▸ **MATERIAL SHOWN**

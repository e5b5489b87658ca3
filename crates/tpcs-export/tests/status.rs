use tpcs_core::models::case::Step;
use tpcs_core::models::token_count::TokenCount;
use tpcs_export::status::{RunStatus, render_status, write_status};
use tpcs_workflow::batch::FailedNote;

fn status(failed: Vec<FailedNote>) -> RunStatus {
    RunStatus {
        generated_at: "2026-03-04 09:05:07".to_string(),
        model_id: "gpt-4o-mini".to_string(),
        staging_data: "data/toronto_staging.json".to_string(),
        processed: 2,
        failed,
        csv_path: Some("results.csv".to_string()),
        report_paths: vec!["results_a_20260304_090507.md".to_string()],
        tokens: TokenCount { input: 800, output: 160 },
        cost_usd: 0.0048,
    }
}

#[test]
fn successful_run_lists_outputs() {
    let md = render_status(&status(Vec::new())).unwrap();
    assert!(md.contains("- Notes processed: 2"));
    assert!(md.contains("- Notes failed: 0"));
    assert!(md.contains("- Results CSV: results.csv"));
    assert!(md.contains("- Estimated cost: $0.0048"));
    assert!(md.contains("- results_a_20260304_090507.md"));
    assert!(md.contains("All notes were processed successfully."));
    assert!(!md.contains("## Failed Notes"));
}

#[test]
fn failed_notes_are_listed_with_step() {
    let md = render_status(&status(vec![
        FailedNote {
            note_id: "b.txt".to_string(),
            step: Some(Step::CalculateStage),
            error: "model call timed out after 120 seconds".to_string(),
        },
        FailedNote {
            note_id: "c.txt".to_string(),
            step: None,
            error: "file not found".to_string(),
        },
    ]))
    .unwrap();

    assert!(md.contains("- Notes failed: 2"));
    assert!(md.contains("- b.txt (step `calculate_stage`): model call timed out after 120 seconds"));
    assert!(md.contains("- c.txt: file not found"));
}

#[test]
fn unknown_cost_is_omitted() {
    let mut run = status(Vec::new());
    run.cost_usd = 0.0;
    let md = render_status(&run).unwrap();
    assert!(!md.contains("Estimated cost"));
}

#[test]
fn write_status_creates_file() {
    let dir = tempfile::tempdir().unwrap();
    let path = dir.path().join("project_status.md");
    write_status(&path, &status(Vec::new())).unwrap();
    assert!(std::fs::read_to_string(&path).unwrap().starts_with("# Pediatric Cancer Staging Run Status"));
}
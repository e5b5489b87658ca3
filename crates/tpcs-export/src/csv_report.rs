//! The per-run CSV summary, one row per completed case.

use std::fs::File;
use std::path::{Path, PathBuf};

use serde::Serialize;
use tracing::debug;

use tpcs_core::models::case::CaseState;
use tpcs_core::sentinel;

use crate::clean::clean_value;
use crate::error::ExportError;

pub const HEADER: [&str; 10] = [
    "Medical Note",
    "Cancer Type",
    "Standardized Category",
    "Primary Site",
    "Extracted Stage",
    "Calculated Stage",
    "Sites of Metastasis",
    "Covered by Toronto",
    "Explanation",
    "Date Processed",
];

/// One CSV row. Field order matches [`HEADER`].
#[derive(Debug, Clone, PartialEq, Eq, Serialize)]
pub struct CaseRow {
    pub note: String,
    pub cancer_type: String,
    pub standardized_category: String,
    pub primary_site: String,
    pub extracted_stage: String,
    pub calculated_stage: String,
    pub metastasis_sites: String,
    pub covered: &'static str,
    pub explanation: String,
    pub date_processed: String,
}

impl CaseRow {
    pub fn from_case(case: &CaseState, date_processed: &str) -> Self {
        let id = &case.identification;
        Self {
            note: case.note.id.clone(),
            cancer_type: clean_value(&id.cancer_type, sentinel::UNKNOWN),
            standardized_category: clean_value(id.category_label(), sentinel::UNKNOWN),
            primary_site: clean_value(&id.primary_site, sentinel::NOT_SPECIFIED),
            extracted_stage: clean_value(&id.emr_stage, sentinel::NOT_MENTIONED),
            calculated_stage: case.assessment.stage.as_str().to_string(),
            metastasis_sites: clean_value(&id.metastasis_sites, sentinel::NONE_IDENTIFIED),
            covered: if case.covered() { "Yes" } else { "No" },
            explanation: case.assessment.explanation.trim().to_string(),
            date_processed: date_processed.to_string(),
        }
    }
}

/// Appends rows as cases complete, so a crash mid-batch keeps earlier rows.
pub struct CsvReportWriter {
    writer: csv::Writer<File>,
    path: PathBuf,
    rows: usize,
}

impl CsvReportWriter {
    /// Create (or truncate) the file and write the header.
    pub fn create(path: &Path) -> Result<Self, ExportError> {
        let file = File::create(path).map_err(|source| ExportError::Io {
            path: path.to_path_buf(),
            source,
        })?;
        let mut writer = csv::WriterBuilder::new()
            .has_headers(false)
            .from_writer(file);
        writer.write_record(HEADER)?;
        writer.flush().map_err(|source| ExportError::Io {
            path: path.to_path_buf(),
            source,
        })?;

        Ok(Self {
            writer,
            path: path.to_path_buf(),
            rows: 0,
        })
    }

    pub fn append(&mut self, row: &CaseRow) -> Result<(), ExportError> {
        self.writer.serialize(row)?;
        self.writer.flush().map_err(|source| ExportError::Io {
            path: self.path.clone(),
            source,
        })?;
        self.rows += 1;
        debug!(path = %self.path.display(), note = %row.note, "csv row written");
        Ok(())
    }

    pub fn rows(&self) -> usize {
        self.rows
    }

    pub fn path(&self) -> &Path {
        &self.path
    }
}
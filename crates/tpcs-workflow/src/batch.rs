//! Sequential processing of many notes.
//!
//! A failed note is recorded and the batch moves on to the next one.

use serde::Serialize;
use tracing::{error, info};

use tpcs_core::models::case::{CaseState, Note, Step};
use tpcs_core::models::token_count::TokenCount;

use crate::orchestrator::Workflow;

/// A note that did not make it to a report.
#[derive(Debug, Clone, Serialize)]
pub struct FailedNote {
    pub note_id: String,
    /// Step that failed; `None` when the failure was outside a generation
    /// step, such as an unreadable note or an output that was not written.
    pub step: Option<Step>,
    pub error: String,
}

#[derive(Debug, Default)]
pub struct BatchOutcome {
    pub completed: Vec<CaseState>,
    pub failed: Vec<FailedNote>,
}

impl BatchOutcome {
    pub fn record_failure(&mut self, note_id: impl Into<String>, step: Option<Step>, error: impl Into<String>) {
        self.failed.push(FailedNote {
            note_id: note_id.into(),
            step,
            error: error.into(),
        });
    }

    pub fn total(&self) -> usize {
        self.completed.len() + self.failed.len()
    }

    pub fn has_failures(&self) -> bool {
        !self.failed.is_empty()
    }

    pub fn tokens(&self) -> TokenCount {
        let mut total = TokenCount::default();
        for case in &self.completed {
            total += case.tokens;
        }
        total
    }

    pub fn cost_usd(&self) -> f64 {
        self.completed.iter().map(CaseState::cost_usd).sum()
    }
}

impl Workflow<'_> {
    /// Run every note in order, calling `on_complete` as each case finishes.
    pub async fn run_batch<I, F>(&self, notes: I, mut on_complete: F) -> BatchOutcome
    where
        I: IntoIterator<Item = Note>,
        F: FnMut(&CaseState),
    {
        let mut outcome = BatchOutcome::default();

        for note in notes {
            match self.run(&note).await {
                Ok(case) => {
                    on_complete(&case);
                    outcome.completed.push(case);
                }
                Err(e) => {
                    error!(note = %note.id, step = %e.step(), error = %e, "note failed");
                    outcome.record_failure(note.id, Some(e.step()), e.to_string());
                }
            }
        }

        info!(
            processed = outcome.completed.len(),
            failed = outcome.failed.len(),
            "batch complete"
        );
        outcome
    }
}
use crate::reference::ReferenceTable;
use crate::synonyms::SynonymMap;

/// Read-only configuration shared by every workflow step.
///
/// Built once at startup and passed by reference; nothing mutates it after
/// construction, so batches may share one instance freely.
#[derive(Debug, Clone)]
pub struct StagingContext {
    pub table: ReferenceTable,
    pub synonyms: SynonymMap,
}

impl StagingContext {
    pub fn new(table: ReferenceTable, synonyms: SynonymMap) -> Self {
        Self { table, synonyms }
    }

    /// Resolve free text to a reference table key, if it maps to one.
    pub fn resolve_category(&self, raw: &str) -> Option<&str> {
        self.table.resolve_category(&self.synonyms, raw)
    }
}
//! Provider selection and generator construction.

use std::sync::Arc;
use std::time::Duration;

use serde::{Deserialize, Serialize};
use tracing::info;

use crate::azure::{AzureGenerator, AzureSettings};
use crate::bedrock::{self, BedrockGenerator};
use crate::error::LlmError;
use crate::generator::TextGenerator;

pub const DEFAULT_TEMPERATURE: f32 = 0.3;
pub const DEFAULT_TIMEOUT_SECS: u64 = 120;
pub const DEFAULT_AWS_REGION: &str = "us-east-1";
pub const DEFAULT_BEDROCK_MODEL: &str = "us.anthropic.claude-sonnet-4-20250514-v1:0";
pub const DEFAULT_AZURE_DEPLOYMENT: &str = "gpt-4o-mini";

#[derive(Debug, Clone, Serialize, Deserialize)]
#[serde(tag = "provider", rename_all = "snake_case")]
pub enum ProviderConfig {
    Bedrock {
        region: String,
        profile: Option<String>,
        model_id: String,
    },
    Azure(AzureSettings),
}

impl ProviderConfig {
    /// Reject settings that cannot possibly produce a working client.
    pub fn validate(&self) -> Result<(), LlmError> {
        match self {
            ProviderConfig::Bedrock {
                region, model_id, ..
            } => {
                if region.trim().is_empty() {
                    return Err(LlmError::Config("AWS region is empty".to_string()));
                }
                if model_id.trim().is_empty() {
                    return Err(LlmError::Config("Bedrock model id is empty".to_string()));
                }
            }
            ProviderConfig::Azure(settings) => {
                for (name, value) in [
                    ("AZURE_ENDPOINT", &settings.endpoint),
                    ("AZURE_API_KEY", &settings.api_key),
                    ("AZURE_API_VERSION", &settings.api_version),
                    ("AZURE_GPT4O_DEPLOYMENT", &settings.deployment),
                ] {
                    if value.trim().is_empty() {
                        return Err(LlmError::Config(format!("{name} is not set")));
                    }
                }
            }
        }
        Ok(())
    }

    pub fn provider_name(&self) -> &'static str {
        match self {
            ProviderConfig::Bedrock { .. } => "bedrock",
            ProviderConfig::Azure(_) => "azure",
        }
    }
}

/// Sampling and transport settings shared by every backend.
#[derive(Debug, Clone, Copy, Serialize, Deserialize)]
pub struct GenerationSettings {
    pub temperature: f32,
    pub timeout: Duration,
}

impl Default for GenerationSettings {
    fn default() -> Self {
        Self {
            temperature: DEFAULT_TEMPERATURE,
            timeout: Duration::from_secs(DEFAULT_TIMEOUT_SECS),
        }
    }
}

/// Construct the configured backend.
pub async fn build_generator(
    provider: &ProviderConfig,
    settings: GenerationSettings,
) -> Result<Arc<dyn TextGenerator>, LlmError> {
    provider.validate()?;

    let generator: Arc<dyn TextGenerator> = match provider {
        ProviderConfig::Bedrock {
            region,
            profile,
            model_id,
        } => {
            let sdk_config = bedrock::build_aws_config(region, profile.as_deref()).await;
            Arc::new(BedrockGenerator::new(
                &sdk_config,
                model_id.clone(),
                settings.temperature,
                settings.timeout,
            ))
        }
        ProviderConfig::Azure(azure) => Arc::new(AzureGenerator::new(
            azure.clone(),
            settings.temperature,
            settings.timeout,
        )),
    };

    info!(
        provider = provider.provider_name(),
        model = generator.model_id(),
        temperature = settings.temperature,
        "text generator ready"
    );
    Ok(generator)
}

▸ **TASK ITEM**
Only the lines from the first line of the records through the line containing "800, output: 160" should be repeated, exactly as they appear.

▸ **YOUR SOLUTION**
repository e5b5489b87658ca3
filename crates/tpcs-export/tests/status.rs
use tpcs_core::models::case::Step;
use tpcs_core::models::token_count::TokenCount;
use tpcs_export::status::{RunStatus, render_status, write_status};
use tpcs_workflow::batch::FailedNote;

fn status(failed: Vec<FailedNote>) -> RunStatus {
    RunStatus {
        generated_at: "2026-03-04 09:05:07".to_string(),
        model_id: "gpt-4o-mini".to_string(),
        staging_data: "data/toronto_staging.json".to_string(),
        processed: 2,
        failed,
        csv_path: Some("results.csv".to_string()),
        report_paths: vec!["results_a_20260304_090507.md".to_string()],
        tokens: TokenCount { input: 800, output: 160 },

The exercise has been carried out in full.